*** Supplied entries ***

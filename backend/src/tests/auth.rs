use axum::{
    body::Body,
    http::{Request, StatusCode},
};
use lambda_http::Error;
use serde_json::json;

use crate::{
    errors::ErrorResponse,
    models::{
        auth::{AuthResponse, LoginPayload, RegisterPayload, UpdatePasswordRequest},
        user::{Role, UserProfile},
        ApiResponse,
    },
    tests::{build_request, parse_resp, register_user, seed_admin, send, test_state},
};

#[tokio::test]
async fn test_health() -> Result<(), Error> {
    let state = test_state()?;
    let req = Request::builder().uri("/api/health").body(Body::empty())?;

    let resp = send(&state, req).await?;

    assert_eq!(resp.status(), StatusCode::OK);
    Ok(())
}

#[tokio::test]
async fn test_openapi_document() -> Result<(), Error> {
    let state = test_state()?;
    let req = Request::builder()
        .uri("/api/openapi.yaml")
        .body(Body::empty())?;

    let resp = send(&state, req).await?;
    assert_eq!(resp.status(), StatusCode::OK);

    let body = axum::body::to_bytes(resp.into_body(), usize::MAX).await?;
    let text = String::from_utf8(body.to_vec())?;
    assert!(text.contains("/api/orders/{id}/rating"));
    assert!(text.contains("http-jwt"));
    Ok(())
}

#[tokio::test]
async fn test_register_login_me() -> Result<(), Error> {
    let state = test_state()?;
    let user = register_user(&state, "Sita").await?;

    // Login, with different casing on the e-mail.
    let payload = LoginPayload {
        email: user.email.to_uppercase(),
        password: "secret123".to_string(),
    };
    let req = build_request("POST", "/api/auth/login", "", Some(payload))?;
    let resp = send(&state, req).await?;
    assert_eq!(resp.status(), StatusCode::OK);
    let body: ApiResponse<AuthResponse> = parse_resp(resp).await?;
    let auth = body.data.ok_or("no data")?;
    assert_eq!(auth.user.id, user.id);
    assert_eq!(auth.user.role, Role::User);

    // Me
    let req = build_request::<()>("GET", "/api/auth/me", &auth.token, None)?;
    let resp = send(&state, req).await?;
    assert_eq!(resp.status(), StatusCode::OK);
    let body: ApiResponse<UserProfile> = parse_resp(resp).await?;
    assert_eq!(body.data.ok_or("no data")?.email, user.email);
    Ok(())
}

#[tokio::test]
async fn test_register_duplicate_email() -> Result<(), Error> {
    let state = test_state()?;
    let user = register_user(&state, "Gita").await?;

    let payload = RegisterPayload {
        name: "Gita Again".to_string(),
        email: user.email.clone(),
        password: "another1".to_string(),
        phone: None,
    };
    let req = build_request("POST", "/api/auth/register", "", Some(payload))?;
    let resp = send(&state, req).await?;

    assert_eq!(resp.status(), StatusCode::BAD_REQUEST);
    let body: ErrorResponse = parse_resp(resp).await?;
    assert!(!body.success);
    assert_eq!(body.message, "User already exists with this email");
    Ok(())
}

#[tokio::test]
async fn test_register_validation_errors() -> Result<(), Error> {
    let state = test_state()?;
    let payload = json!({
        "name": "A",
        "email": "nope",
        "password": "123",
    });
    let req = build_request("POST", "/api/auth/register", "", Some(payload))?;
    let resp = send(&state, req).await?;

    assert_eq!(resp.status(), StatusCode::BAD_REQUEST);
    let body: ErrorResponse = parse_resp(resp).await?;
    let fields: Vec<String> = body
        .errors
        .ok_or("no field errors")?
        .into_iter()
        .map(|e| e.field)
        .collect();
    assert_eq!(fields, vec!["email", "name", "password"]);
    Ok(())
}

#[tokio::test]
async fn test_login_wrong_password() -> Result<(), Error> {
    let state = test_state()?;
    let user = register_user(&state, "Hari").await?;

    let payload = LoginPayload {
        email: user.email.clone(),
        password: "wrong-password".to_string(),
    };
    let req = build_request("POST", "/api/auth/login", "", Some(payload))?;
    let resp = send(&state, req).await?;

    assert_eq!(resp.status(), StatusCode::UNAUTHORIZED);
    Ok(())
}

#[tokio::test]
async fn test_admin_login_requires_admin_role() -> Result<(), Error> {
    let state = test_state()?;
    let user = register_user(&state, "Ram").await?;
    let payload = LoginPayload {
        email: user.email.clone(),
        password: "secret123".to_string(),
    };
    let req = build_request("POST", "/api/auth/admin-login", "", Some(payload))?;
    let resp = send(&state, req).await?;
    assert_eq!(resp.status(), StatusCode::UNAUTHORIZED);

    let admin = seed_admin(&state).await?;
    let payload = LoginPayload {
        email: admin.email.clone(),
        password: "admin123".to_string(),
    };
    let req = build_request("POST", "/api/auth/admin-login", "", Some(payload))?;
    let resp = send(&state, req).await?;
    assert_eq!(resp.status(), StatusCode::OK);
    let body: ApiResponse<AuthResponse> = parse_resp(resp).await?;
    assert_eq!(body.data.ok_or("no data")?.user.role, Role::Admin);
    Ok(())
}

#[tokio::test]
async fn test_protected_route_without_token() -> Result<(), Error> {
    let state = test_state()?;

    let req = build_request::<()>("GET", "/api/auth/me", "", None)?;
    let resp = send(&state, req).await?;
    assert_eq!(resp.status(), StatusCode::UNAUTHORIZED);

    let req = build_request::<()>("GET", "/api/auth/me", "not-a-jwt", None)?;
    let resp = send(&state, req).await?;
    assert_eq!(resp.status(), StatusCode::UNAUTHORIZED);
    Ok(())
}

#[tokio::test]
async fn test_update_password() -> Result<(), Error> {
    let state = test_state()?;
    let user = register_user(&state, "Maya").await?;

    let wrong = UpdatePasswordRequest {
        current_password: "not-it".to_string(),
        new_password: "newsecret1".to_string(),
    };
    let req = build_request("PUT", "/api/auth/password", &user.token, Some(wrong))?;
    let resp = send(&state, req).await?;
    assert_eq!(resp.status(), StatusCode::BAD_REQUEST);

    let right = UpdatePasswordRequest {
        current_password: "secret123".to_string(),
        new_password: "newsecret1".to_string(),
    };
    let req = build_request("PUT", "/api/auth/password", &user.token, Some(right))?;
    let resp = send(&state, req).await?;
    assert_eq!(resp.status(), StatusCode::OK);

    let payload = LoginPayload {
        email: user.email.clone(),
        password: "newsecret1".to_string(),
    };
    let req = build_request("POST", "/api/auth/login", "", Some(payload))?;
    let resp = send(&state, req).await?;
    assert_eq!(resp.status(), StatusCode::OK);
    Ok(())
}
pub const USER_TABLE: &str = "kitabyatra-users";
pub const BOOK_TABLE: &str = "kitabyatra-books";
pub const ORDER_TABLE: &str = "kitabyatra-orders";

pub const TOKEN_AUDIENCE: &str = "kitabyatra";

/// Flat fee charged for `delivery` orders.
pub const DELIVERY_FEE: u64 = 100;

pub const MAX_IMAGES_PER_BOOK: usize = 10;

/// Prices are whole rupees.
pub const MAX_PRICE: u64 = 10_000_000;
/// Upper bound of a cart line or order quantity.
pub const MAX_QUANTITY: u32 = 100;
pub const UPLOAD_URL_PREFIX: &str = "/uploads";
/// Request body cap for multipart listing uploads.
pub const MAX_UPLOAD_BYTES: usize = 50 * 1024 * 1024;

*** End of Supplied entries ***

- _Task item_: Your reply should hold all the entries, each repeated without a single change.

- _Answer to the exercise_:
filename backend/src/tests/auth.rs
use axum::{
    body::Body,
    http::{Request, StatusCode},
};
use lambda_http::Error;
use serde_json::json;

use crate::{
    errors::ErrorResponse,
    models::{
        auth::{AuthResponse, LoginPayload, RegisterPayload, UpdatePasswordRequest},
        user::{Role, UserProfile},
        ApiResponse,
    },
    tests::{build_request, parse_resp, register_user, seed_admin, send, test_state},
};

#[tokio::test]
async fn test_health() -> Result<(), Error> {
    let state = test_state()?;
    let req = Request::builder().uri("/api/health").body(Body::empty())?;

    let resp = send(&state, req).await?;

    assert_eq!(resp.status(), StatusCode::OK);
    Ok(())
}

#[tokio::test]
async fn test_openapi_document() -> Result<(), Error> {
    let state = test_state()?;
    let req = Request::builder()
        .uri("/api/openapi.yaml")
        .body(Body::empty())?;

    let resp = send(&state, req).await?;
    assert_eq!(resp.status(), StatusCode::OK);

    let body = axum::body::to_bytes(resp.into_body(), usize::MAX).await?;
    let text = String::from_utf8(body.to_vec())?;
    assert!(text.contains("/api/orders/{id}/rating"));
    assert!(text.contains("http-jwt"));
    Ok(())
}

#[tokio::test]
async fn test_register_login_me() -> Result<(), Error> {
    let state = test_state()?;
    let user = register_user(&state, "Sita").await?;

    // Login, with different casing on the e-mail.
    let payload = LoginPayload {
        email: user.email.to_uppercase(),
        password: "secret123".to_string(),
    };
    let req = build_request("POST", "/api/auth/login", "", Some(payload))?;
    let resp = send(&state, req).await?;
    assert_eq!(resp.status(), StatusCode::OK);
    let body: ApiResponse<AuthResponse> = parse_resp(resp).await?;
    let auth = body.data.ok_or("no data")?;
    assert_eq!(auth.user.id, user.id);
    assert_eq!(auth.user.role, Role::User);

    // Me
    let req = build_request::<()>("GET", "/api/auth/me", &auth.token, None)?;
    let resp = send(&state, req).await?;
    assert_eq!(resp.status(), StatusCode::OK);
    let body: ApiResponse<UserProfile> = parse_resp(resp).await?;
    assert_eq!(body.data.ok_or("no data")?.email, user.email);
    Ok(())
}

#[tokio::test]
async fn test_register_duplicate_email() -> Result<(), Error> {
    let state = test_state()?;
    let user = register_user(&state, "Gita").await?;

    let payload = RegisterPayload {
        name: "Gita Again".to_string(),
        email: user.email.clone(),
        password: "another1".to_string(),
        phone: None,
    };
    let req = build_request("POST", "/api/auth/register", "", Some(payload))?;
    let resp = send(&state, req).await?;

    assert_eq!(resp.status(), StatusCode::BAD_REQUEST);
    let body: ErrorResponse = parse_resp(resp).await?;
    assert!(!body.success);
    assert_eq!(body.message, "User already exists with this email");
    Ok(())
}

#[tokio::test]
async fn test_register_validation_errors() -> Result<(), Error> {
    let state = test_state()?;
    let payload = json!({
        "name": "A",
        "email": "nope",
        "password": "123",
    });
    let req = build_request("POST", "/api/auth/register", "", Some(payload))?;
    let resp = send(&state, req).await?;

    assert_eq!(resp.status(), StatusCode::BAD_REQUEST);
    let body: ErrorResponse = parse_resp(resp).await?;
    let fields: Vec<String> = body
        .errors
        .ok_or("no field errors")?
        .into_iter()
        .map(|e| e.field)
        .collect();
    assert_eq!(fields, vec!["email", "name", "password"]);
    Ok(())
}

#[tokio::test]
async fn test_login_wrong_password() -> Result<(), Error> {
    let state = test_state()?;
    let user = register_user(&state, "Hari").await?;

    let payload = LoginPayload {
        email: user.email.clone(),
        password: "wrong-password".to_string(),
    };
    let req = build_request("POST", "/api/auth/login", "", Some(payload))?;
    let resp = send(&state, req).await?;

    assert_eq!(resp.status(), StatusCode::UNAUTHORIZED);
    Ok(())
}

#[tokio::test]
async fn test_admin_login_requires_admin_role() -> Result<(), Error> {
    let state = test_state()?;
    let user = register_user(&state, "Ram").await?;
    let payload = LoginPayload {
        email: user.email.clone(),
        password: "secret123".to_string(),
    };
    let req = build_request("POST", "/api/auth/admin-login", "", Some(payload))?;
    let resp = send(&state, req).await?;
    assert_eq!(resp.status(), StatusCode::UNAUTHORIZED);

    let admin = seed_admin(&state).await?;
    let payload = LoginPayload {
        email: admin.email.clone(),
        password: "admin123".to_string(),
    };
    let req = build_request("POST", "/api/auth/admin-login", "", Some(payload))?;
    let resp = send(&state, req).await?;
    assert_eq!(resp.status(), StatusCode::OK);
    let body: ApiResponse<AuthResponse> = parse_resp(resp).await?;
    assert_eq!(body.data.ok_or("no data")?.user.role, Role::Admin);
    Ok(())
}

#[tokio::test]
async fn test_protected_route_without_token() -> Result<(), Error> {
    let state = test_state()?;

    let req = build_request::<()>("GET", "/api/auth/me", "", None)?;
    let resp = send(&state, req).await?;
    assert_eq!(resp.status(), StatusCode::UNAUTHORIZED);

    let req = build_request::<()>("GET", "/api/auth/me", "not-a-jwt", None)?;
    let resp = send(&state, req).await?;
    assert_eq!(resp.status(), StatusCode::UNAUTHORIZED);
    Ok(())
}

#[tokio::test]
async fn test_update_password() -> Result<(), Error> {
    let state = test_state()?;
    let user = register_user(&state, "Maya").await?;

    let wrong = UpdatePasswordRequest {
        current_password: "not-it".to_string(),
        new_password: "newsecret1".to_string(),
    };
    let req = build_request("PUT", "/api/auth/password", &user.token, Some(wrong))?;
    let resp = send(&state, req).await?;
    assert_eq!(resp.status(), StatusCode::BAD_REQUEST);

    let right = UpdatePasswordRequest {
        current_password: "secret123".to_string(),
        new_password: "newsecret1".to_string(),
    };
    let req = build_request("PUT", "/api/auth/password", &user.token, Some(right))?;
    let resp = send(&state, req).await?;
    assert_eq!(resp.status(), StatusCode::OK);

    let payload = LoginPayload {
        email: user.email.clone(),
        password: "newsecret1".to_string(),
    };
    let req = build_request("POST", "/api/auth/login", "", Some(payload))?;
    let resp = send(&state, req).await?;
    assert_eq!(resp.status(), StatusCode::OK);
    Ok(())
}
pub const USER_TABLE: &str = "kitabyatra-users";
pub const BOOK_TABLE: &str = "kitabyatra-books";
pub const ORDER_TABLE: &str = "kitabyatra-orders";

pub const TOKEN_AUDIENCE: &str = "kitabyatra";

/// Flat fee charged for `delivery` orders.
pub const DELIVERY_FEE: u64 = 100;

pub const MAX_IMAGES_PER_BOOK: usize = 10;

/// Prices are whole rupees.
pub const MAX_PRICE: u64 = 10_000_000;
/// Upper bound of a cart line or order quantity.
pub const MAX_QUANTITY: u32 = 100;
pub const UPLOAD_URL_PREFIX: &str = "/uploads";
/// Request body cap for multipart listing uploads.
pub const MAX_UPLOAD_BYTES: usize = 50 * 1024 * 1024;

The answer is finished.